Nel frattempo, l'esercito siriano ha dichiarato di essere "pronto a respingere qualsiasi attacco terroristico" contro Hama. "Esortiamo la popolazione a non credere alle voci e alle menzogne che circolano sulla situazione sul campo", ha affermato l'esercito siriano. Almeno quattro veicoli blindati delle forze armate erano concentrati in una rotonda a nord della città, secondo un video pubblicato sui social media la sera del 30 novembre.
Azioni di Russia e Iran
L'offensiva è avvenuta in un momento delicato, quando gli alleati del presidente al-Assad, come la Russia, stavano conducendo operazioni militari in Ucraina, mentre l'Iran e i suoi alleati, tra cui Hezbollah in Libano e Hamas a Gaza, si scontravano con Israele.

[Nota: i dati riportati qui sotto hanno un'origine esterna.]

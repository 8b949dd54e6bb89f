use crate::model::{AnalysisError, PriceHistory};
use chrono::{DateTime, Utc};

/// Headline figures shown above the chart.
#[derive(Debug, Clone, PartialEq)]
pub struct SummaryStats {
    pub min_close: f64,
    pub min_date: DateTime<Utc>,
    pub max_close: f64,
    pub max_date: DateTime<Utc>,
    pub opening_price: f64,
    pub closing_price: f64,
    pub adjusted_close: f64,
    pub total_volume: u64,
}

pub fn summarize(history: &PriceHistory) -> Result<SummaryStats, AnalysisError> {
    let first = history.bars.first().ok_or(AnalysisError::EmptyHistory)?;
    let last = history.bars.last().ok_or(AnalysisError::EmptyHistory)?;

    let mut min = first;
    let mut max = first;
    for bar in &history.bars[1..] {
        // strict comparisons keep the first occurrence on ties
        if bar.close < min.close {
            min = bar;
        }
        if bar.close > max.close {
            max = bar;
        }
    }

    Ok(SummaryStats {
        min_close: min.close,
        min_date: min.date,
        max_close: max.close,
        max_date: max.date,
        opening_price: first.open,
        closing_price: last.close,
        adjusted_close: last.adjusted_or_close(),
        total_volume: history.bars.iter().map(|b| b.volume).sum(),
    })
}

#[cfg(test)]
mod tests {
    use super::*;
    use crate::model::{Period, PriceBar};
    use chrono::{Duration, TimeZone};

    fn history(closes: &[f64]) -> PriceHistory {
        let start = Utc.with_ymd_and_hms(2024, 1, 2, 14, 30, 0).unwrap();
        PriceHistory {
            symbol: "TEST".into(),
            period: Period::SixMonths,
            bars: closes
                .iter()
                .enumerate()
                .map(|(i, &c)| PriceBar {
                    date: start + Duration::days(i as i64),
                    open: c - 1.0,
                    high: c + 1.0,
                    low: c - 2.0,
                    close: c,
                    adj_close: None,
                    volume: 100 * (i as u64 + 1),
                })
                .collect(),
        }
    }

    #[test]
    fn computes_extremes_and_totals() {
        let h = history(&[10.0, 8.0, 12.0, 9.0]);
        let s = summarize(&h).unwrap();
        assert_eq!(s.min_close, 8.0);
        assert_eq!(s.min_date, h.bars[1].date);
        assert_eq!(s.max_close, 12.0);
        assert_eq!(s.max_date, h.bars[2].date);
        assert_eq!(s.opening_price, 9.0);
        assert_eq!(s.closing_price, 9.0);
        assert_eq!(s.adjusted_close, 9.0);
        assert_eq!(s.total_volume, 100 + 200 + 300 + 400);
    }

    #[test]
    fn ties_resolve_to_first_occurrence() {
        let h = history(&[5.0, 7.0, 5.0, 7.0]);
        let s = summarize(&h).unwrap();
        assert_eq!(s.min_date, h.bars[0].date);
        assert_eq!(s.max_date, h.bars[1].date);
    }

    #[test]
    fn adjusted_close_prefers_provider_value() {
        let mut h = history(&[10.0, 11.0]);
        h.bars[1].adj_close = Some(10.5);
        assert_eq!(summarize(&h).unwrap().adjusted_close, 10.5);
    }

    #[test]
    fn empty_history_is_rejected() {
        let h = history(&[]);
        assert_eq!(summarize(&h), Err(AnalysisError::EmptyHistory));
    }
}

Aerei russi e siriani intensificano i bombardamenti sulle aree controllate dai ribelli.
Il 1° dicembre, RT ha riportato che le forze governative siriane, con il supporto dell'aviazione russa, avevano lanciato raid aerei di rappresaglia contro i combattenti dell'opposizione. Il colonnello Oleg Ignasyuk, vice capo del Centro russo per la riconciliazione siriana, ha affermato che i raid aerei di Mosca, iniziati il 28 novembre, avevano ucciso almeno 600 combattenti. In particolare, il Jerusalem Post, sempre il 1° dicembre, ha citato fonti dei media arabi secondo cui il leader di HTS, Ahmed Hussein al-Shar'a, noto anche come Abu Mohammad al-Julani, potrebbe essere stato ucciso in un raid aereo russo, sebbene HTS non abbia rilasciato commenti immediati. Su di lui pende una taglia di 10 milioni di dollari offerta dagli Stati Uniti per la sua cattura.
Da parte sua, l'Iran ha dichiarato il proprio sostegno al governo siriano e ha affermato che avrebbe reagito contro HTS dopo che il gruppo aveva attaccato il consolato iraniano ad Aleppo, uccidendo il generale Kiyumars Pourhashemi del Corpo delle Guardie Rivoluzionarie Islamiche iraniane. In una telefonata con il presidente degli Emirati Arabi Uniti Mohammed bin Zayed il 30 novembre, il presidente al-Assad ha dichiarato che con il sostegno di alleati e amici, la Siria avrebbe sconfitto le forze di opposizione "indipendentemente dalla potenza dei loro attacchi terroristici".
Da parte statunitense, il portavoce del Consiglio di sicurezza nazionale, Sean Savett, ha affermato che il Consiglio sta monitorando attentamente la situazione, aggiungendo che il rifiuto della Siria di partecipare ai processi politici , così come la sua dipendenza da Russia e Iran, "hanno creato le condizioni per gli sviluppi attuali, compreso il crollo delle linee difensive" nella Siria nord-occidentale.